Gentrification is not particular to one city. In the 1970s, Mexico City had one of the highest population growth rates in the world. The demographic explosion, resulted in the need to provide the city's population with education, shelter, healthcare, communication, and transportation services– people requires fundamental infrastructure to survive. The crushing social and political pressure to cover these needs, pushed the government to operate in questionable ways. To meet the demands of housing, the government allowed and encouraged the invasion of lands in what was at that time the periphery of the city. Amauta García's family was part of this invasion. Her parent's hosing project was part of an informal and massive infiltration of large communities in a neighborhood located in the South of the city. Out of necessity for a home, these communities took the lands, and after, they had to fight for their recognition, for their services, and for their rights as owners.

 

Just one generation ago, this was the way in which a family could get a home.
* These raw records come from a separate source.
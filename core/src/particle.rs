use na::Vector2;
use serde::{Deserialize, Serialize};
use crate::SimulationBox;

/// Structure that keeps all data for particle
#[derive(Clone, Debug, PartialEq, Serialize, Deserialize)]
pub struct Particle {
    /// position of particle in the periodic box
    pub position: Vector2<f64>,
    /// The sum of the forces acting on the particle during the current step
    pub force: Vector2<f64>,
    /// Displacement accumulated since the last neighbor list rebuild
    pub displacement: Vector2<f64>,
    /// Class tag. Selects which external drive acts on the particle
    pub class: u16,
    /// Stable identity, used to correlate trajectory frames
    pub id: usize,
}

/// Fixed attractor (`f_max > 0`) or repeller (`f_max < 0`).
#[derive(Clone, Debug, PartialEq, Serialize, Deserialize)]
pub struct PinningSite {
    pub position: Vector2<f64>,
    /// Interaction radius
    pub radius: f64,
    /// Force at the rim of the site
    pub f_max: f64,
}

/// Row of a trajectory frame.
#[derive(Clone, Copy, Debug, PartialEq, Serialize, Deserialize)]
pub struct ParticleSnapshot {
    pub id: usize,
    pub x: f64,
    pub y: f64,
    pub class: u16,
}

/// Structure that keeps current state
#[derive(Clone, Debug, Serialize, Deserialize)]
pub struct State {
    /// Particles ordered by creation. Index and `id` coincide.
    pub particles: Vec<Particle>,
    pub pinning_sites: Vec<PinningSite>,
    /// Boundary conditions for current state
    pub boundary_box: SimulationBox,
}

impl Particle {
    /// Create particle of class `class` at `position` with empty force and
    /// displacement accumulators.
    ///
    /// # Examples
    ///
    /// ```
    /// # use nalgebra::Vector2;
    /// # use brownian_core::Particle;
    /// let particle = Particle::new(7, 1, Vector2::new(1.0, 2.0));
    /// assert_eq!(particle.id, 7);
    /// assert_eq!(particle.class, 1);
    /// assert_eq!(particle.force, Vector2::zeros());
    /// assert_eq!(particle.displacement, Vector2::zeros());
    /// ```
    pub fn new(id: usize, class: u16, position: Vector2<f64>) -> Self {
        Particle {
            position,
            force: Vector2::zeros(),
            displacement: Vector2::zeros(),
            class,
            id,
        }
    }

    pub fn snapshot(&self) -> ParticleSnapshot {
        ParticleSnapshot {
            id: self.id,
            x: self.position.x,
            y: self.position.y,
            class: self.class,
        }
    }
}

impl Default for Particle {
    /// Creates default particle for tests. Every parameter is zero.
    fn default() -> Self {
        Particle::new(0, 0, Vector2::zeros())
    }
}

impl PinningSite {
    pub fn new(position: Vector2<f64>, radius: f64, f_max: f64) -> Self {
        PinningSite {
            position,
            radius,
            f_max,
        }
    }

    pub fn is_attractive(&self) -> bool {
        self.f_max > 0.0
    }
}

impl State {
    /// Empty state in `boundary_box`.
    pub fn new(boundary_box: SimulationBox) -> Self {
        State {
            particles: vec![],
            pinning_sites: vec![],
            boundary_box,
        }
    }

    /// Makes every particle to satisfy periodic boundary conditions.
    pub fn apply_boundary_conditions(&mut self) {
        let bb = self.boundary_box;
        self.particles.iter_mut().for_each(|particle| {
            particle.position = bb.wrap_position(&particle.position);
        });
    }

    pub fn snapshot(&self) -> Vec<ParticleSnapshot> {
        self.particles.iter().map(Particle::snapshot).collect()
    }

    /// Number of particles with class tag `class`.
    pub fn class_count(&self, class: u16) -> usize {
        self.particles.iter().filter(|p| p.class == class).count()
    }
}
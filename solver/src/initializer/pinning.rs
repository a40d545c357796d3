use log::warn;
use na::Vector2;
use rand::Rng;
use brownian_core::{PinningSite, State};
use crate::config::PinningConfig;
use super::position::random_point;

/// Scatter `config.count` pinning sites over the box.
///
/// Sites try to keep `config.min_separation` from each other. If no free spot
/// is found within `config.max_tries` candidates the last one is used anyway.
pub fn initialize_pinning_sites<R: Rng>(state: &mut State, rng: &mut R, config: &PinningConfig) {
    let bb = state.boundary_box;
    let min_separation2 = config.min_separation * config.min_separation;
    let overlaps = |candidate: &Vector2<f64>, sites: &[PinningSite]| {
        sites.iter().any(|site| {
            bb.minimum_image_delta(candidate, &site.position).magnitude_squared() < min_separation2
        })
    };
    state.pinning_sites.reserve(config.count);
    for i in 0..config.count {
        let mut candidate = random_point(&bb, rng);
        let mut tries = 1;
        while overlaps(&candidate, &state.pinning_sites) {
            if tries >= config.max_tries {
                warn!("Pinning site {} placed closer than {} to another site", i, config.min_separation);
                break;
            }
            candidate = random_point(&bb, rng);
            tries += 1;
        }
        let f_max = config.sign.f_max(i, config.max_force);
        state.pinning_sites.push(PinningSite::new(candidate, config.radius, f_max));
    }
}
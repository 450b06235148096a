//! Run pre-commit hooks with manual stages.

use anyhow::Result;

use repo_tools::cli::{grok_argv, passthrough_args};
use repo_tools::config::load_config;
use repo_tools::hooks::HookManager;
use repo_tools::logging;
use repo_tools::runner::{CommandRunner, ProcessExecutor, TraceSettings, Tracer};

fn main() -> Result<()> {
    logging::init();

    let (_prog, args) = grok_argv(std::env::args_os());
    let args = passthrough_args(&args);
    let config = load_config(None)?;
    let runner = CommandRunner::new(ProcessExecutor, Tracer::new(TraceSettings::default()));
    let status = HookManager::new(&runner, config.hooks).run_manual(&args)?;
    std::process::exit(status);
}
Taking as a point of departure this recent and personal history, the following, simple and straight question that the artist proposes is: If my parents had to invade lands to find a home, what does my generation has to do?

 

Today, the average wage in Mexico City is equivalent to 560 dollars a month. For her project Dream of a house, García exposes her research on the housing problems in Mexico, and with it, the anxiety caused by gentrification, credit loans, the appreciation of housing, and the unreachable desire of owning a home. Based on the average salary and a 20-year loan offered according to it, the artist projected in 3D printed sculptures the percentage of the house that she could afford to buy with these conditions in the current real estate market. In other words, she exposes how the project of ownership sits in the realm of desire–in this setting you can only afford a fraction of a house. The sculptures also reveal the process of gentrification. The number of affordable walls increases as you move further away from the center of the city. 

 

Accompanying the sculptures, her video narrates a dream where little by little her house starts to flood. She appropriates animations and renders used by the real-estate market to depict the nightmare. The dream-house become luxuries that can only live in the realm of desire.